▶ [YOUR INSTRUCTIONS] From the line below that contains "impl<F: Float> PointMass<F>" to the line that contains "pub fn is_kinematic(&self)", repeat every line exactly, both ends included, and nothing else.

▶ [THE INPUT]
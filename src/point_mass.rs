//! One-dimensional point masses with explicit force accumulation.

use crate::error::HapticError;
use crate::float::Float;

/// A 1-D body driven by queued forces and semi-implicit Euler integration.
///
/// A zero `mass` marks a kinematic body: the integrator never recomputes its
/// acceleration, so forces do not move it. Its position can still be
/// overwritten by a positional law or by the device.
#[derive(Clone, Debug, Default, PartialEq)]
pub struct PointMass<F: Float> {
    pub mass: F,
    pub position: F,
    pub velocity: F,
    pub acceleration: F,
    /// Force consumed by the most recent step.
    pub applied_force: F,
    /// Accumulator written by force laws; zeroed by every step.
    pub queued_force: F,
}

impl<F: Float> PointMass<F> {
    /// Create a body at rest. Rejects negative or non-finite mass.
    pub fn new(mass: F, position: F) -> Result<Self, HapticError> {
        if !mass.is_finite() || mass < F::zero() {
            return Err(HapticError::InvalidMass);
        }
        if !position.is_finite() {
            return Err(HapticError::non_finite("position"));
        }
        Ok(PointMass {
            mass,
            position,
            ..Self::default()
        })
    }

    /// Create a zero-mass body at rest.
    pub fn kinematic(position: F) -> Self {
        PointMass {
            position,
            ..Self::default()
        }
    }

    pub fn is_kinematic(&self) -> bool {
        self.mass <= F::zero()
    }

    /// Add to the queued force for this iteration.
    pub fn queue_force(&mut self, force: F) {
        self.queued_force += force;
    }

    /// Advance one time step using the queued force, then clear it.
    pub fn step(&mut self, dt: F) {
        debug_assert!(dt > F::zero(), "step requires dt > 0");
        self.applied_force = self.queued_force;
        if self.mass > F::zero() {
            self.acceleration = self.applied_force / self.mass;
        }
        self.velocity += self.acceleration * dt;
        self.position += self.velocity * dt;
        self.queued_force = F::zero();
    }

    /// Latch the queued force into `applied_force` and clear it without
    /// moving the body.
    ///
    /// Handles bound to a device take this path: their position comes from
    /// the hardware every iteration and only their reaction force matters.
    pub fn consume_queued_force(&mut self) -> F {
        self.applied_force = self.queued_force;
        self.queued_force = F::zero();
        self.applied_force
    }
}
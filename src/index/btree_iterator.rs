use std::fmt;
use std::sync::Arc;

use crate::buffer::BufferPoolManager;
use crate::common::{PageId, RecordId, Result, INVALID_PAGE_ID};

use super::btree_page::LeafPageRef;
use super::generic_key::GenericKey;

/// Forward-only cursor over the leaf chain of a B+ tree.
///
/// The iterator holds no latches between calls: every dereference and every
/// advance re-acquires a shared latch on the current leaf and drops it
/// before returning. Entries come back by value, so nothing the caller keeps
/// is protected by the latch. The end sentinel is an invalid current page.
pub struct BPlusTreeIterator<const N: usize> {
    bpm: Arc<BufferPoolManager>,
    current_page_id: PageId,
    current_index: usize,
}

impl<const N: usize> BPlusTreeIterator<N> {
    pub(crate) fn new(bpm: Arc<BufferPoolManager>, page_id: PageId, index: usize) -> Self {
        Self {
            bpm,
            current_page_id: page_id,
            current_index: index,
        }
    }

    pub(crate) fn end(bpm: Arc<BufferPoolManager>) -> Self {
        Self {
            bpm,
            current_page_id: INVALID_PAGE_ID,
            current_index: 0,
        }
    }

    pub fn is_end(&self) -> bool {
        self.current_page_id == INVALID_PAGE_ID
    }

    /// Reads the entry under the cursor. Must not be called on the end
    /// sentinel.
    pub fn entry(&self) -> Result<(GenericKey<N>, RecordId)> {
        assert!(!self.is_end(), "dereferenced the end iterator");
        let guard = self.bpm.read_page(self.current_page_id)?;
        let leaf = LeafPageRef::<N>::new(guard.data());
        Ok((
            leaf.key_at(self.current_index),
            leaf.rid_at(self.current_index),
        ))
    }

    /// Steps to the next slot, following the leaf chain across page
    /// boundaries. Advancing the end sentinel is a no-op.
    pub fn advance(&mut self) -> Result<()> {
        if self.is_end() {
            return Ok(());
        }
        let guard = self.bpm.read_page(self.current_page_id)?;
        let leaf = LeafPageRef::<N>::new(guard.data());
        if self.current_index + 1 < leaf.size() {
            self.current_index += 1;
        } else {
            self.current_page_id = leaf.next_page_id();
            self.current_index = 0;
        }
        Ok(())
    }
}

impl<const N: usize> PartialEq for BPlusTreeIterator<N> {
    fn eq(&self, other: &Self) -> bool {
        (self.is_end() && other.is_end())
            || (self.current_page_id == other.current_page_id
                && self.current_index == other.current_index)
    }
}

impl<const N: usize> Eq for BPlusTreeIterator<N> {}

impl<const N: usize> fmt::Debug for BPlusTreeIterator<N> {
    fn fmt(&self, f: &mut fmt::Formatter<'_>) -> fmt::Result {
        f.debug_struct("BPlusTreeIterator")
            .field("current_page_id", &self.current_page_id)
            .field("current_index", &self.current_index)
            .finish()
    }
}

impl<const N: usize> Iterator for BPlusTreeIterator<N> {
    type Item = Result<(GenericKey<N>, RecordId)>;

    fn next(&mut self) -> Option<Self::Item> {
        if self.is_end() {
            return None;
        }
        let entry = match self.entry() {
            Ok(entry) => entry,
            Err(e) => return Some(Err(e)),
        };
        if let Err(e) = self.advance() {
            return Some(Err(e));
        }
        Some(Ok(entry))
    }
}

▶ [YOUR SOLUTION]
impl<F: Float> PointMass<F> {
    /// Create a body at rest. Rejects negative or non-finite mass.
    pub fn new(mass: F, position: F) -> Result<Self, HapticError> {
        if !mass.is_finite() || mass < F::zero() {
            return Err(HapticError::InvalidMass);
        }
        if !position.is_finite() {
            return Err(HapticError::non_finite("position"));
        }
        Ok(PointMass {
            mass,
            position,
            ..Self::default()
        })
    }

    /// Create a zero-mass body at rest.
    pub fn kinematic(position: F) -> Self {
        PointMass {
            position,
            ..Self::default()
        }
    }

    pub fn is_kinematic(&self) -> bool {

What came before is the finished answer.